You may decide that this effect is nice, but you really want to filter the sound a little bit to alter the tone. MSP features a number of useful filtering objects such as lores~,svf~,onepole~, reson~, and cross~, all of which come in handy in different situations. I recommend looking at the reference and help patches for each of these for a better idea on how to use them. For our example, we're going to use the filtergraph~ object connected to a cascade~ object. This combination of objects allows you to manipulate a graphic representation of a number of different filter styles. The cascade~ object allows you to set up multiple filters within your filtergraph~ object. To try this out, open up the patch 01.Filter. To alter the sound of your filters, try moving the filter bands around with your mouse. Dragging on the edges of the band will change the bandwidth of the filter.
The Great Stutter Effect
One of the great strengths of creating effects in MaxMSP is the ability to analyze the incoming signal and make logical decisions based on various qualities of the sound. In this patch, we'll measure the amplitude of the guitar signal against a threshold, and use that to trigger a "stutter" effect using the, er, stutter~ object. Open up the patch called 02.Stutter.

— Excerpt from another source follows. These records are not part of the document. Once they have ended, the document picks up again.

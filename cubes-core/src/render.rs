/// Frame orchestration shared by every backend
use crate::animation::AnimationState;
use crate::config::SceneConfig;
use crate::projection::Camera;
use crate::scene::Scene;
use crate::surface::{DisplaySize, PixelSize};

/// A surface that can be sized and drawn into.
pub trait RenderTarget {
    type Error;

    /// How large the surface is currently shown
    fn display_size(&self) -> DisplaySize;

    /// Current drawing-buffer size
    fn buffer_size(&self) -> PixelSize;

    fn set_buffer_size(&mut self, size: PixelSize);

    /// Clear and draw the whole scene once.
    fn draw(&mut self, scene: &Scene, camera: &Camera) -> Result<(), Self::Error>;
}

/// Match the drawing buffer to the displayed size. Returns the new buffer
/// size if a resize happened.
pub fn resize_to_display_size<T: RenderTarget>(target: &mut T) -> Option<PixelSize> {
    let current = target.buffer_size();
    let resized = target.display_size().resize_from(current)?;
    target.set_buffer_size(resized);
    Some(resized)
}

/// Resize if needed, pose the cubes for `state`, and draw one frame.
///
/// Returns `true` when the buffer was resized (and the camera aspect
/// recomputed) before drawing. The animation clock is only read, so an
/// extra frame for a screenshot leaves the animation where it was.
pub fn render<T: RenderTarget>(
    target: &mut T,
    scene: &mut Scene,
    camera: &mut Camera,
    state: &AnimationState,
) -> Result<bool, T::Error> {
    let resized = resize_to_display_size(target);
    if let Some(size) = resized {
        // A hidden element has no height; keep the last usable aspect.
        if let Some(aspect) = target.display_size().aspect() {
            camera.set_aspect(aspect);
        }
        log::debug!("drawing buffer resized to {size}, aspect {:.3}", camera.aspect);
    }

    scene.apply_animation(state);
    target.draw(scene, camera)?;
    Ok(resized.is_some())
}

/// Scene, camera and animation clock owned together by a frame driver.
/// [`Stage::frame`] is the only place the clock advances.
#[derive(Debug, Clone)]
pub struct Stage {
    pub scene: Scene,
    pub camera: Camera,
    state: AnimationState,
}

impl Stage {
    pub fn new(config: &SceneConfig) -> Self {
        Self {
            scene: Scene::from_config(config),
            camera: Camera::from_config(&config.camera),
            state: AnimationState::new(),
        }
    }

    pub fn state(&self) -> &AnimationState {
        &self.state
    }

    /// Draw with the stored time. Safe to call any number of times.
    pub fn render<T: RenderTarget>(&mut self, target: &mut T) -> Result<bool, T::Error> {
        render(target, &mut self.scene, &mut self.camera, &self.state)
    }

    /// One display refresh: store the timestamp, then render.
    pub fn frame<T: RenderTarget>(
        &mut self,
        timestamp_ms: f64,
        target: &mut T,
    ) -> Result<(), T::Error> {
        self.state.advance(timestamp_ms);
        self.render(target).map(|_| ())
    }
}

impl Default for Stage {
    fn default() -> Self {
        Self::new(&SceneConfig::default())
    }
}

#[cfg(test)]
mod tests {
    use super::*;

    /// Records draws instead of rasterizing
    struct FakeCanvas {
        display: DisplaySize,
        buffer: PixelSize,
        resizes: usize,
        draws: Vec<f32>,
    }

    impl FakeCanvas {
        fn new(display: DisplaySize, buffer: PixelSize) -> Self {
            Self {
                display,
                buffer,
                resizes: 0,
                draws: Vec::new(),
            }
        }
    }

    impl RenderTarget for FakeCanvas {
        type Error = ();

        fn display_size(&self) -> DisplaySize {
            self.display
        }

        fn buffer_size(&self) -> PixelSize {
            self.buffer
        }

        fn set_buffer_size(&mut self, size: PixelSize) {
            self.buffer = size;
            self.resizes += 1;
        }

        fn draw(&mut self, scene: &Scene, _camera: &Camera) -> Result<(), ()> {
            self.draws.push(scene.cubes[0].transform.rotation.x);
            Ok(())
        }
    }

    #[test]
    fn test_default_canvas_scenario() {
        let display = DisplaySize::new(300.0, 150.0, 1.0);
        let mut canvas = FakeCanvas::new(display, PixelSize::new(0, 0));
        let mut stage = Stage::default();
        stage.camera.set_aspect(1.0);

        assert_eq!(stage.render(&mut canvas), Ok(true));
        assert_eq!(canvas.buffer, PixelSize::new(300, 150));
        assert!((stage.camera.aspect - 2.0).abs() < 1e-6);
    }

    #[test]
    fn test_aspect_uses_css_size_not_buffer() {
        let display = DisplaySize::new(400.0, 100.0, 2.0);
        let mut canvas = FakeCanvas::new(display, PixelSize::new(300, 150));
        let mut stage = Stage::default();
        stage.render(&mut canvas).unwrap();
        assert_eq!(canvas.buffer, PixelSize::new(800, 200));
        assert!((stage.camera.aspect - 4.0).abs() < 1e-6);
    }

    #[test]
    fn test_no_resize_keeps_camera() {
        let display = DisplaySize::new(300.0, 150.0, 1.0);
        let mut canvas = FakeCanvas::new(display, PixelSize::new(300, 150));
        let mut stage = Stage::default();
        stage.camera.set_aspect(1.5);

        assert_eq!(stage.render(&mut canvas), Ok(false));
        assert_eq!(canvas.resizes, 0);
        assert!((stage.camera.aspect - 1.5).abs() < 1e-6);
    }

    #[test]
    fn test_zero_height_keeps_aspect() {
        let display = DisplaySize::new(300.0, 0.0, 1.0);
        let mut canvas = FakeCanvas::new(display, PixelSize::new(300, 150));
        let mut stage = Stage::default();
        assert_eq!(stage.render(&mut canvas), Ok(true));
        assert_eq!(canvas.buffer, PixelSize::new(300, 0));
        assert!(stage.camera.aspect.is_finite());
        assert!((stage.camera.aspect - 2.0).abs() < 1e-6);
    }

    #[test]
    fn test_render_does_not_advance_time() {
        let display = DisplaySize::new(300.0, 150.0, 1.0);
        let mut canvas = FakeCanvas::new(display, PixelSize::new(300, 150));
        let mut stage = Stage::default();
        stage.frame(1500.0, &mut canvas).unwrap();
        stage.render(&mut canvas).unwrap();
        stage.render(&mut canvas).unwrap();

        assert_eq!(stage.state().seconds(), 1.5);
        assert_eq!(canvas.draws, vec![1.5, 1.5, 1.5]);
    }

    #[test]
    fn test_frame_advances_time() {
        let display = DisplaySize::new(300.0, 150.0, 1.0);
        let mut canvas = FakeCanvas::new(display, PixelSize::new(300, 150));
        let mut stage = Stage::default();
        stage.frame(1000.0, &mut canvas).unwrap();
        stage.frame(2000.0, &mut canvas).unwrap();
        assert_eq!(canvas.draws, vec![1.0, 2.0]);
    }
}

You will notice the incoming signal is routed to both the stutter~ and peakamp~ object. The peakamp~ object here measures the amplitude of the signal every 500 milliseconds. We then use some basic logical operations to determine if the level is above the threshold value (0.3 by default), and if so pass a bang. This bang then triggers a new random number, which is used to set a new length for stutter~'s playback memory and trigger it to save the last snippet of audio. The phasor~ frequency is automatically calculated to maintain a constant playback rate. For more info on using stutter~, check out the help file and reference page.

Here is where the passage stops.